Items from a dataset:
'''

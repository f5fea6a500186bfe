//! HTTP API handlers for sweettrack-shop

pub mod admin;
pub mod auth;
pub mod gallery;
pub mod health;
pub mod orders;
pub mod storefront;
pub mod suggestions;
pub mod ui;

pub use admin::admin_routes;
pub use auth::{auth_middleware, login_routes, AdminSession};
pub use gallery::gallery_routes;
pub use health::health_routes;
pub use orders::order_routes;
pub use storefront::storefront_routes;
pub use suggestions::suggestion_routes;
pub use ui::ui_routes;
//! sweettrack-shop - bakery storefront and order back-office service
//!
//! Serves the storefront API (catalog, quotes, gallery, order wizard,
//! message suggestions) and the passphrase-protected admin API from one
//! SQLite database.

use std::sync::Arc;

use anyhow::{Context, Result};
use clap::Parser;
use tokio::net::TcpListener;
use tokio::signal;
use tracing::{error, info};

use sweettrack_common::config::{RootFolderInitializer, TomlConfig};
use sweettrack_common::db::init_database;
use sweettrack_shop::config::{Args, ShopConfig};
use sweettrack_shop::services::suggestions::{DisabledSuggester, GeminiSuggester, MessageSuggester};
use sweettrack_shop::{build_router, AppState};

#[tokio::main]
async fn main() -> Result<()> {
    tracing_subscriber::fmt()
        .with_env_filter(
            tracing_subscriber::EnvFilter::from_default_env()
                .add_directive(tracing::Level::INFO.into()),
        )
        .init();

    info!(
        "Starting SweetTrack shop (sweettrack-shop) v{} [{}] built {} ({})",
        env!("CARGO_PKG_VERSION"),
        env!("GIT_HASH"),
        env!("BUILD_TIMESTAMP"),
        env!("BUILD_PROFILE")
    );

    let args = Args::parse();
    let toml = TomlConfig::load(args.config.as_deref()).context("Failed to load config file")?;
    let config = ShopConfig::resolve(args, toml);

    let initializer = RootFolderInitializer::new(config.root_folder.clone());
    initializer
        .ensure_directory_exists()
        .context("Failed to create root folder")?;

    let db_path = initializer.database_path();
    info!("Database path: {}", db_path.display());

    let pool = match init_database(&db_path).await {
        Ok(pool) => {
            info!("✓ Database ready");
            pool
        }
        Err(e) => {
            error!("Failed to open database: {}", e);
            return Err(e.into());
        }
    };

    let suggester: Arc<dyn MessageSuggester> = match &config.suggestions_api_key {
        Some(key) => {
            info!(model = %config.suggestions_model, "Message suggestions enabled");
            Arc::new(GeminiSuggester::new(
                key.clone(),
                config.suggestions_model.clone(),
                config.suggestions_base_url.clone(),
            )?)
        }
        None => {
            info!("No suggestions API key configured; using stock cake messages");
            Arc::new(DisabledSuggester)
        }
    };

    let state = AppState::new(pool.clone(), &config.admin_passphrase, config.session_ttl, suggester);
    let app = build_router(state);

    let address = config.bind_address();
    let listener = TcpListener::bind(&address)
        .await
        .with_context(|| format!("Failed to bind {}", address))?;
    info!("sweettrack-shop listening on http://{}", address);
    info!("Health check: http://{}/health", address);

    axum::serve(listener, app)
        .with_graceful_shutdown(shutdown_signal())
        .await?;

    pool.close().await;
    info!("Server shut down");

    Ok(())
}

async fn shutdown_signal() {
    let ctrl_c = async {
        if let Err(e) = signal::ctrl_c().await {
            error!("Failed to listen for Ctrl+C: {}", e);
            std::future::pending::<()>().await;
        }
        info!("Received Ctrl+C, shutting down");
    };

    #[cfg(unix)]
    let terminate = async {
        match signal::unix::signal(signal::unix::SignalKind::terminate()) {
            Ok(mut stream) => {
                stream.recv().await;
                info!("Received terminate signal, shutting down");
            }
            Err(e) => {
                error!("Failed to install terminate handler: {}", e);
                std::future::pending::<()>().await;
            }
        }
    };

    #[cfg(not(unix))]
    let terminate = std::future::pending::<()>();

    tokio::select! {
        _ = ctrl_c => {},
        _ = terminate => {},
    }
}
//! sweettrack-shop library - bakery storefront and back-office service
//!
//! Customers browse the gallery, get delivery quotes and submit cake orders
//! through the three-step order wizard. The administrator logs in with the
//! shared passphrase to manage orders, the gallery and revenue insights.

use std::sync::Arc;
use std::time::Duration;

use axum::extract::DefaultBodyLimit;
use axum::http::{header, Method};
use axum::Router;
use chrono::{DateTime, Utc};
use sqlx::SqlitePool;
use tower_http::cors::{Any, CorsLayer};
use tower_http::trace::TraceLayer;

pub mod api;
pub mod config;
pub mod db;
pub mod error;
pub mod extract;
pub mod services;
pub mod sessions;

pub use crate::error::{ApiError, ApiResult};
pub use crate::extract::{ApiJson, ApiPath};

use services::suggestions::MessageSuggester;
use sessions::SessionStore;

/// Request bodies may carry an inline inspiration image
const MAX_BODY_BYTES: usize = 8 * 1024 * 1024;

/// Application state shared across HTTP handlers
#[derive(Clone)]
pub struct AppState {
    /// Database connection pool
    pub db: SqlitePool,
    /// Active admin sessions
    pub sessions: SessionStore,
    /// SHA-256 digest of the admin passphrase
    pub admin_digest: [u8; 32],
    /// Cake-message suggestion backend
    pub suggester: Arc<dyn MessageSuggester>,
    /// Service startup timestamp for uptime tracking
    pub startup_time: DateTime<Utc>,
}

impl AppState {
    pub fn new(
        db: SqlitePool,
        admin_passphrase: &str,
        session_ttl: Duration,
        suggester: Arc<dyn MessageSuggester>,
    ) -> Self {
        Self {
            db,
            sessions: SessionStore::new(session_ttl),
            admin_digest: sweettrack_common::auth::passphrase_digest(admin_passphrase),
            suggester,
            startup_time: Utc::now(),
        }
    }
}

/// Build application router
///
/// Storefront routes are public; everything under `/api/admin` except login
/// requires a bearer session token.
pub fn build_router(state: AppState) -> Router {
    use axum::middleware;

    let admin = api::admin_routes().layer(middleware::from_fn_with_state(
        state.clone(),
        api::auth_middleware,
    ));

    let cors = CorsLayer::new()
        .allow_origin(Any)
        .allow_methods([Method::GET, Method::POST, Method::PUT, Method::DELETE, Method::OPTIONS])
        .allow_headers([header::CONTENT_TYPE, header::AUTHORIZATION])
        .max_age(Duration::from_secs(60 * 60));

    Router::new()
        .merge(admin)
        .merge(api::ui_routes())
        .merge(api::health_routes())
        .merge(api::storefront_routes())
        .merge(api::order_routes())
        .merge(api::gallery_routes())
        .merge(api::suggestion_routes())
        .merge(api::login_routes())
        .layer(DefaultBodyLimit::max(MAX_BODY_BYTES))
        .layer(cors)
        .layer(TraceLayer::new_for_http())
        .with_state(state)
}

'''
'''

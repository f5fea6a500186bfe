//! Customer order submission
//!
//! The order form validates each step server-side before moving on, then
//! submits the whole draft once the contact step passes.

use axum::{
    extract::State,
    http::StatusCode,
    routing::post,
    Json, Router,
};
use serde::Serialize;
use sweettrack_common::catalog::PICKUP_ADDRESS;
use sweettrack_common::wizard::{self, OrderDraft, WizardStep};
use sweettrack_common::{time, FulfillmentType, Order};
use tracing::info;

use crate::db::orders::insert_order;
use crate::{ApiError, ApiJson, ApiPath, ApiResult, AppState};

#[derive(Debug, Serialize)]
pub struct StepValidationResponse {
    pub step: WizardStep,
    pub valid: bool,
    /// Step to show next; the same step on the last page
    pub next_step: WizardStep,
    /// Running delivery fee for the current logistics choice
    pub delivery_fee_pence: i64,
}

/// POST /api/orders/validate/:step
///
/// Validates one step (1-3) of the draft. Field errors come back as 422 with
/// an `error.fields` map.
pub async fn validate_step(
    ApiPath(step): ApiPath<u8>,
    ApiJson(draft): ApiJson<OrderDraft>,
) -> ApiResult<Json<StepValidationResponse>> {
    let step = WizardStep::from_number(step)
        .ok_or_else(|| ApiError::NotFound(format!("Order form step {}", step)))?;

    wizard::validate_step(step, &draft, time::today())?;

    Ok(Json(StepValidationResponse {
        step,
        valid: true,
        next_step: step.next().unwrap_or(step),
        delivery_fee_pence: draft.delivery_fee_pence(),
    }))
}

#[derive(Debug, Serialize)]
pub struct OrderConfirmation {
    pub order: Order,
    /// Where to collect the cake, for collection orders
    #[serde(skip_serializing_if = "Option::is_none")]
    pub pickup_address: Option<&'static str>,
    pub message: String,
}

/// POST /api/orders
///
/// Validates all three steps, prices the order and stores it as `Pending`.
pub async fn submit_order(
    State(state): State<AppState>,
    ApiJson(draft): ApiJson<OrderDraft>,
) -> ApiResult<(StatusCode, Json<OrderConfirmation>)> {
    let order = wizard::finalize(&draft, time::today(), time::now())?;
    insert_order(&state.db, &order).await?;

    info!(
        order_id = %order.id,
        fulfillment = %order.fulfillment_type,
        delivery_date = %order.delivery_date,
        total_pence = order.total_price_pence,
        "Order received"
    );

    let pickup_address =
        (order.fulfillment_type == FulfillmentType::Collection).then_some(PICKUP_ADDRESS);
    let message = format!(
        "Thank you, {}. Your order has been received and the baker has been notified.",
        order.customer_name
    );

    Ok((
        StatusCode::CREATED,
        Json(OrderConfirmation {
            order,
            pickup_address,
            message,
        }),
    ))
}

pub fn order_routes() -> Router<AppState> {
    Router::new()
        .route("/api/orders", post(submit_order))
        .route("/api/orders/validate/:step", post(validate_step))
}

'''

Exercise aim. Return only the number of lines in the entries that contain the string "ApiResult".

Task response. 4